■ Material provided ■
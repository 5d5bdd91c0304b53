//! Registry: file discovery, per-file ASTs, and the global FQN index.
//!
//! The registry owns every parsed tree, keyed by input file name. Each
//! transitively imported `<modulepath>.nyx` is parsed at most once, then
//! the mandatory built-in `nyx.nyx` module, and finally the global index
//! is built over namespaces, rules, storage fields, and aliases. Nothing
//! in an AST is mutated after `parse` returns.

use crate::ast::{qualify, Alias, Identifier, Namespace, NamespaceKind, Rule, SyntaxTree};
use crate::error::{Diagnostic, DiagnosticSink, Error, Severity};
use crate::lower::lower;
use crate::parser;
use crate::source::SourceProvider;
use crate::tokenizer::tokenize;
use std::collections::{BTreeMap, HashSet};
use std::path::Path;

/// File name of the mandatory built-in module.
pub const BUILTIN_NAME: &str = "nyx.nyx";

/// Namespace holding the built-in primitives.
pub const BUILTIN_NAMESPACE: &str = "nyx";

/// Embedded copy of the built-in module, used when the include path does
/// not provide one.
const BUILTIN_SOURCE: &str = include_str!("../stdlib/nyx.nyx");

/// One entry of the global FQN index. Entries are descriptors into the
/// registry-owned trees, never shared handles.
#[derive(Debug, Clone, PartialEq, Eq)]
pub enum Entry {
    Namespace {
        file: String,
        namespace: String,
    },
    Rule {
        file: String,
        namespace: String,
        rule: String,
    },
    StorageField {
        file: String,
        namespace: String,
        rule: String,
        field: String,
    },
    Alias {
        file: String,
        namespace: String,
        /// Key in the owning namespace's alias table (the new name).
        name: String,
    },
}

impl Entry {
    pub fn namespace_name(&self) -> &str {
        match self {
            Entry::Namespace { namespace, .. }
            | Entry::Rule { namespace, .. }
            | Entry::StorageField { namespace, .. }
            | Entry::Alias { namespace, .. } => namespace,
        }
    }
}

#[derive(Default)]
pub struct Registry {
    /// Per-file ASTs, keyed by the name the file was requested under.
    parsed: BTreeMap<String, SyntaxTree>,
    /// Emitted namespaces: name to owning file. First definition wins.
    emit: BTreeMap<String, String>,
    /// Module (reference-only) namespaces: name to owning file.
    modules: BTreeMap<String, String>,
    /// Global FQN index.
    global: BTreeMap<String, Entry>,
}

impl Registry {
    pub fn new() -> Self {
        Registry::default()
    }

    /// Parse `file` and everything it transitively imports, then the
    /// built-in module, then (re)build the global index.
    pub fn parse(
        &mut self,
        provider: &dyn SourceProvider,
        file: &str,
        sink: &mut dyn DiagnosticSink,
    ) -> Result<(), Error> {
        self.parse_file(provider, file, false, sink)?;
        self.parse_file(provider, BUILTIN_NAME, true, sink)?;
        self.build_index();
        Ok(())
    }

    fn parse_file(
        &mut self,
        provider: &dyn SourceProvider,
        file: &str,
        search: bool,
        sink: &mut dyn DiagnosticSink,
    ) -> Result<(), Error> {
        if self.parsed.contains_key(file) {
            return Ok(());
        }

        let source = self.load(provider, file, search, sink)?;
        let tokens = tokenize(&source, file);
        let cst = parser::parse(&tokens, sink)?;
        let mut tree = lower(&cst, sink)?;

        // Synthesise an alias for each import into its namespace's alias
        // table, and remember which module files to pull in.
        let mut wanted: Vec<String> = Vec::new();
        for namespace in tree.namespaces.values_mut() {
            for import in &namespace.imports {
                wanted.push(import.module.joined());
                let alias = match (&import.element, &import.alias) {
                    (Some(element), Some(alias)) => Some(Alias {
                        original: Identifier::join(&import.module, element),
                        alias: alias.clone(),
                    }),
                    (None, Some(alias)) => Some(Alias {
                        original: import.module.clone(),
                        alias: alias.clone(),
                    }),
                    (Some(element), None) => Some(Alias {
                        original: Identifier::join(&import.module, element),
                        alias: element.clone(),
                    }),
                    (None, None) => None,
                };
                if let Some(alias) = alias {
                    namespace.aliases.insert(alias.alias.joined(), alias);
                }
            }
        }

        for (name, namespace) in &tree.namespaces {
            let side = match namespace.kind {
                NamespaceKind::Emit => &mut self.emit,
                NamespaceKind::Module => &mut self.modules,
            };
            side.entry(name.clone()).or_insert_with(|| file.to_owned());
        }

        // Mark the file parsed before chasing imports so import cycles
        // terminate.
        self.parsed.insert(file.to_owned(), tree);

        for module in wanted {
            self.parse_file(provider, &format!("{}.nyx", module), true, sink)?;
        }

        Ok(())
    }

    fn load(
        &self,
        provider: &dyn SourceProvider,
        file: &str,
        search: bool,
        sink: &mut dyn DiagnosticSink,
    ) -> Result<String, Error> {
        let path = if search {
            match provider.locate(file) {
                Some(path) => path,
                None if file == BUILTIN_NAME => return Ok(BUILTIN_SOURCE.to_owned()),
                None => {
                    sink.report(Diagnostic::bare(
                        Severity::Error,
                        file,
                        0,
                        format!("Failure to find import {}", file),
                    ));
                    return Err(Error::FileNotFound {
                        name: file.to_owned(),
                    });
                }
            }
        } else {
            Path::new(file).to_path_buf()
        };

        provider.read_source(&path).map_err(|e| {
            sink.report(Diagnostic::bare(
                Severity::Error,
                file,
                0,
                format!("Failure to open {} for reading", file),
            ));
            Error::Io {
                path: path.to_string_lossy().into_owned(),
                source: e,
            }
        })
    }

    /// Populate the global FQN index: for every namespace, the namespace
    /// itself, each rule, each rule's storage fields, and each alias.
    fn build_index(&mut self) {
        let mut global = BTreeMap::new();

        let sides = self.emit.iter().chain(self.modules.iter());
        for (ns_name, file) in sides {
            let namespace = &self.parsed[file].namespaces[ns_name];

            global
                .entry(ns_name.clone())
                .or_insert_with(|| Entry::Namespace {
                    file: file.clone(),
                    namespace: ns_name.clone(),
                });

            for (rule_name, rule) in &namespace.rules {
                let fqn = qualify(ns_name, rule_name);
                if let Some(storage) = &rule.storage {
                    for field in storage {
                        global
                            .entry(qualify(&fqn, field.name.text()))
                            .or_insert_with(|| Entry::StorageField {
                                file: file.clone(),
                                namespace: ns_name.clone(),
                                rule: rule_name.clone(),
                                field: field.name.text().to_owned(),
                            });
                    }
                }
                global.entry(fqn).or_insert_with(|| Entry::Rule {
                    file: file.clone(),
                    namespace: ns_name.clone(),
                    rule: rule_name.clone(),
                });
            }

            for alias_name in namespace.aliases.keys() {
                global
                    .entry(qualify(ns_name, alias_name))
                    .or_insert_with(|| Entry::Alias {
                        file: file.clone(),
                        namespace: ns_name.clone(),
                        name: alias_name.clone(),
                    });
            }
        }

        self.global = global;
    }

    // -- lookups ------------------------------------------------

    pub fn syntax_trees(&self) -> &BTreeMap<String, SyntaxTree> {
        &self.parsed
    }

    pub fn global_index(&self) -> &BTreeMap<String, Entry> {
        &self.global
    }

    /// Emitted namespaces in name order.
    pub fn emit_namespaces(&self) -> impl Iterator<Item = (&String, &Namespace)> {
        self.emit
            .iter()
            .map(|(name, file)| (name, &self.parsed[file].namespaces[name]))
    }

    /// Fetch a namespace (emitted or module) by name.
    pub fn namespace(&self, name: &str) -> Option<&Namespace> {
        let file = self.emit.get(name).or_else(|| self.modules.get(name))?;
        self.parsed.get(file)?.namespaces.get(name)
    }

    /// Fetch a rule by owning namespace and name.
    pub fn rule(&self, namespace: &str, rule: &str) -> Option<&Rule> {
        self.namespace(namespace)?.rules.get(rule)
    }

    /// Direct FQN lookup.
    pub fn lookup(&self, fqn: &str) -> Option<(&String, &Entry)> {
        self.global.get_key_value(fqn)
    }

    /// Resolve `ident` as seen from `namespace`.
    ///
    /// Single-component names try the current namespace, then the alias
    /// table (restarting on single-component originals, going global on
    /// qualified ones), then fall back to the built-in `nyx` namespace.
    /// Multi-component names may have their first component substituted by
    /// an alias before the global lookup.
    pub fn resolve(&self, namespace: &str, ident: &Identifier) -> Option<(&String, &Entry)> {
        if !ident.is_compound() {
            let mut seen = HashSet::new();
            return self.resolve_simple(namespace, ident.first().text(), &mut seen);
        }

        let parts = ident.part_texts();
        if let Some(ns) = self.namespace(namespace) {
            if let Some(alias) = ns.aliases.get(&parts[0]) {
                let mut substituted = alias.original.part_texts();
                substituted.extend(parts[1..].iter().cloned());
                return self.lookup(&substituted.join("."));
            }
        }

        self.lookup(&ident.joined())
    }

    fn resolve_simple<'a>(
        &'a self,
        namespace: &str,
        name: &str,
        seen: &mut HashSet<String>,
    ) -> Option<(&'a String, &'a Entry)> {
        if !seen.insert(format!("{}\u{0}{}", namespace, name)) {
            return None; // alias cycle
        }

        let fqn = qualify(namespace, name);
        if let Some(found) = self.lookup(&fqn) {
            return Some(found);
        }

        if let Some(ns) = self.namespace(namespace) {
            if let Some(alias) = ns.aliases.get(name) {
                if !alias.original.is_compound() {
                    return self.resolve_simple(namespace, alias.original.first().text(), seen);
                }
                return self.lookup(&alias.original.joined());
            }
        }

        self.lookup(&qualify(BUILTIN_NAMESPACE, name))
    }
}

--

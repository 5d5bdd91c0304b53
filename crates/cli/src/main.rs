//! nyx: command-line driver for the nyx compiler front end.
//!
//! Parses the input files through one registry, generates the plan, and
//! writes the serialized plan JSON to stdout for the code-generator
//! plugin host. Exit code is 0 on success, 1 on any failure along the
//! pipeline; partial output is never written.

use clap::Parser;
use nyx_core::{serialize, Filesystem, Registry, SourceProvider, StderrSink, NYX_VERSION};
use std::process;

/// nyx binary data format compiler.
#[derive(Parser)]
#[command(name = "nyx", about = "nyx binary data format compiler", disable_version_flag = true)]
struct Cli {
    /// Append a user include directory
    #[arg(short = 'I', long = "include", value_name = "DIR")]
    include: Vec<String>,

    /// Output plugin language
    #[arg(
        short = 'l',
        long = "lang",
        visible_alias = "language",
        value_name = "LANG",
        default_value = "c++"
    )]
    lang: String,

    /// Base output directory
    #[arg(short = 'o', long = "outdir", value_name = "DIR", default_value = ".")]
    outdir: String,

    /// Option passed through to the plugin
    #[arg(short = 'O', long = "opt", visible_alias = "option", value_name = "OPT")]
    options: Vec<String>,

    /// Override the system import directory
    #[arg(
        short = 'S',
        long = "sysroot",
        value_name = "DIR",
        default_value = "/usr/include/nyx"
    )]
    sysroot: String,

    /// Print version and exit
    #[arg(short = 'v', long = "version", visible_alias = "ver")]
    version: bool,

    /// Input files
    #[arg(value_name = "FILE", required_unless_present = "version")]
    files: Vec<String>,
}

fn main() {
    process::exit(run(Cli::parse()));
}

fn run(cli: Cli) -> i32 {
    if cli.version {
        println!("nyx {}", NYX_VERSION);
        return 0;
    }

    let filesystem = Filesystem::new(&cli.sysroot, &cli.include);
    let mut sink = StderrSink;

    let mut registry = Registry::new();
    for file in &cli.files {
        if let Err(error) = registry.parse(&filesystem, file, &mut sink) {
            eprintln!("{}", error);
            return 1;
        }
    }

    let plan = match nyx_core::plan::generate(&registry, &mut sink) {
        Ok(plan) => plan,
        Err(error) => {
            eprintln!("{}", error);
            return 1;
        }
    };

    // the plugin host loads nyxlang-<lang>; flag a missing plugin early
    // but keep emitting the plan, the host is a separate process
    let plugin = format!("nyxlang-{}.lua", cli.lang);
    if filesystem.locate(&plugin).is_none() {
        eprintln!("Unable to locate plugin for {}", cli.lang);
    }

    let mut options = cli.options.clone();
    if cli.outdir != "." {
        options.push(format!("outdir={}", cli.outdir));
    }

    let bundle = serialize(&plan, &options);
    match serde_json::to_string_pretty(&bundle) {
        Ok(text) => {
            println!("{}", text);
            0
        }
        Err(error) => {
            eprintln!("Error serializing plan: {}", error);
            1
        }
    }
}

...

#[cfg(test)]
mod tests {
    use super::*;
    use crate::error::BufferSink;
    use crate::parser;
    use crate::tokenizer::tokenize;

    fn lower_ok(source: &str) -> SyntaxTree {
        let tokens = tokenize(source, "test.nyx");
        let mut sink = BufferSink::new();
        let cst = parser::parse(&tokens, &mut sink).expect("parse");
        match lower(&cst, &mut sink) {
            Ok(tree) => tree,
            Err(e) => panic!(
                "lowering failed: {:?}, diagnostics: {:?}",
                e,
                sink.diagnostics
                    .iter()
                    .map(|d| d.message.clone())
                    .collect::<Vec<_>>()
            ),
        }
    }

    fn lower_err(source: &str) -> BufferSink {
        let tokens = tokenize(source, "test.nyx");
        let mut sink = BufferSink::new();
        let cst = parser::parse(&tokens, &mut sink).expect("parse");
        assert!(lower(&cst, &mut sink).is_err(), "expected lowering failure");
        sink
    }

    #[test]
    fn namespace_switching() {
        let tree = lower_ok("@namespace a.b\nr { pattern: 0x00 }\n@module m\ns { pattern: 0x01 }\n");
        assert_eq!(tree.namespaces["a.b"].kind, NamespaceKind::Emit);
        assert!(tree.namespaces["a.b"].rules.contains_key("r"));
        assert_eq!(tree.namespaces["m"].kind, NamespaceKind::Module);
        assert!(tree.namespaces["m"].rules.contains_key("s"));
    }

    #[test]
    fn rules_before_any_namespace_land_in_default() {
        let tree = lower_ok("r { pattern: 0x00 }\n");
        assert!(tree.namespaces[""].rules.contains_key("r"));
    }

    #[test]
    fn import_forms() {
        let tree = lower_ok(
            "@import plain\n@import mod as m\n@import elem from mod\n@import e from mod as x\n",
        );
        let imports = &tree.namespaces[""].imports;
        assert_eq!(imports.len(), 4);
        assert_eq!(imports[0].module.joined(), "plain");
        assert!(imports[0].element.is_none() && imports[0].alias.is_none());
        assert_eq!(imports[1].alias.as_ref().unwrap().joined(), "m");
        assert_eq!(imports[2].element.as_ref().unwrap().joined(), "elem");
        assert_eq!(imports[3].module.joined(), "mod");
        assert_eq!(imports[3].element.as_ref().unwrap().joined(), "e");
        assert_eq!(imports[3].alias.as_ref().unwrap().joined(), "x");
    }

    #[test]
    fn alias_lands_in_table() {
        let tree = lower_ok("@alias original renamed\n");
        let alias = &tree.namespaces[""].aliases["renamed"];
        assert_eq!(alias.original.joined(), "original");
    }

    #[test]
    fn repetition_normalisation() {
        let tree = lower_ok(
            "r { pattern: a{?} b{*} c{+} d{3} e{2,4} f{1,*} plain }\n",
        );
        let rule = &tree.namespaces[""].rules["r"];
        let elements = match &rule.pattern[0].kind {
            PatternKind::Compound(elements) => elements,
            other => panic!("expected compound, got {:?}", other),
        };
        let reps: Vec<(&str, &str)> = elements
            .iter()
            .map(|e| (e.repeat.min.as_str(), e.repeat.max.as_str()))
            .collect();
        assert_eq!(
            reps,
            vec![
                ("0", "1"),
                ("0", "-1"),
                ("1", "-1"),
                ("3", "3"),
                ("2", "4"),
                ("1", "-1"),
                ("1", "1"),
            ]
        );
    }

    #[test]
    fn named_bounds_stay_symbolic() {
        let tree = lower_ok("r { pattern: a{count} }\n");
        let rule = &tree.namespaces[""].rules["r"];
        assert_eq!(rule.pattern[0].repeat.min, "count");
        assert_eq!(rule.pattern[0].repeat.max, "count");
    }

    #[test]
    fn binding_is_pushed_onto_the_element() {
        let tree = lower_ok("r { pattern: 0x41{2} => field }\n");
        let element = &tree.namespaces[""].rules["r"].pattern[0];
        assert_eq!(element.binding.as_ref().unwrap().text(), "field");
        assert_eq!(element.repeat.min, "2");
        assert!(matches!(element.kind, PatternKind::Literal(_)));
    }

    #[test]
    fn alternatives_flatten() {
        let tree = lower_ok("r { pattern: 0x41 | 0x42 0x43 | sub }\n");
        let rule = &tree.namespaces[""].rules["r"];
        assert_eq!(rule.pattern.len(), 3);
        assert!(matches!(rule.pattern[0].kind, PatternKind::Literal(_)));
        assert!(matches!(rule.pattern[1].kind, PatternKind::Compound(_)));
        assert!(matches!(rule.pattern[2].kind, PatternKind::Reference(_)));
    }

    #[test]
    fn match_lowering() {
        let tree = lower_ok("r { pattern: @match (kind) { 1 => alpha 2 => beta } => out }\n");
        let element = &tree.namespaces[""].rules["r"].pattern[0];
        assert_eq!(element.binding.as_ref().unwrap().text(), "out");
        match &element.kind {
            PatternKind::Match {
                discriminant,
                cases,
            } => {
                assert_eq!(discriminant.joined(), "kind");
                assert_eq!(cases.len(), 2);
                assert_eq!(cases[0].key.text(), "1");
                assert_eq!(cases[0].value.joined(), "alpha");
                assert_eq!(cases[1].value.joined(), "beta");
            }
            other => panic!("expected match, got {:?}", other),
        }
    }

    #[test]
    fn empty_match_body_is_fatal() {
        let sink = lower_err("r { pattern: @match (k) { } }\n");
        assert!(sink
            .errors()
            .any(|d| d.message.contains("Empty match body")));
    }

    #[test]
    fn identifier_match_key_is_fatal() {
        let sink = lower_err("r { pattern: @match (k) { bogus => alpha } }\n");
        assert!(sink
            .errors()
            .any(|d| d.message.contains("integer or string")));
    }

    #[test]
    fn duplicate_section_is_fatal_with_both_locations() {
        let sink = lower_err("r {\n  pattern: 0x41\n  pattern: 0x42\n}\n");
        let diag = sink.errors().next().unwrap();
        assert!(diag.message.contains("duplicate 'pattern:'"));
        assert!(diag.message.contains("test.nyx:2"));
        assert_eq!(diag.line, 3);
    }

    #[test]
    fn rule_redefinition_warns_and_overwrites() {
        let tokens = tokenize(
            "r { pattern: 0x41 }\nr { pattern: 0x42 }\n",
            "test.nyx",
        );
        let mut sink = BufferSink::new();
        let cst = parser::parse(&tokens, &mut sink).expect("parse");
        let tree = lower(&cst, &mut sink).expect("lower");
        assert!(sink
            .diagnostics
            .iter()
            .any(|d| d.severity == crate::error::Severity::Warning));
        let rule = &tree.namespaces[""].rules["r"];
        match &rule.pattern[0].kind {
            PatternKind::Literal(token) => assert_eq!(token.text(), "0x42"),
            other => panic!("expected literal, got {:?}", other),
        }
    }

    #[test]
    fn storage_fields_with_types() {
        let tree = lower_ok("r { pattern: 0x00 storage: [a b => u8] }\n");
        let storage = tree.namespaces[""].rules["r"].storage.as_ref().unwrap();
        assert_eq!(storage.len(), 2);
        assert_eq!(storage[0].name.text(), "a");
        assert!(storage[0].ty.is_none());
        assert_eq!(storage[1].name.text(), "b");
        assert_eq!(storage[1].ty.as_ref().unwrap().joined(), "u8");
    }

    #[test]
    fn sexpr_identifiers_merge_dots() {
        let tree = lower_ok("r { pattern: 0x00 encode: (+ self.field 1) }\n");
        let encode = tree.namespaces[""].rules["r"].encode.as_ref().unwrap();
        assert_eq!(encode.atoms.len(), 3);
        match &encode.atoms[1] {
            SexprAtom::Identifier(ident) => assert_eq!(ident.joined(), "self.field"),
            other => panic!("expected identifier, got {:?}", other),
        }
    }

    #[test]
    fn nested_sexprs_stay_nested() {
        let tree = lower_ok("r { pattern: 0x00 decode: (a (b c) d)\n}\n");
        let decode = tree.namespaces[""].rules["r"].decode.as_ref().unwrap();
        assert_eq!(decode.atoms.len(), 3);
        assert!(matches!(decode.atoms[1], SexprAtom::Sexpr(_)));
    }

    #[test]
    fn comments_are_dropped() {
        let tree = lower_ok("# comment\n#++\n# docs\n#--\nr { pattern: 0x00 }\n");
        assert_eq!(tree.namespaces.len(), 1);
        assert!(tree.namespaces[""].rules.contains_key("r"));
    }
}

■ Exercise directions ■
Counting only lines that contain the word "directory", how many are there in the records above? Give the number alone.

■ Task response ■
3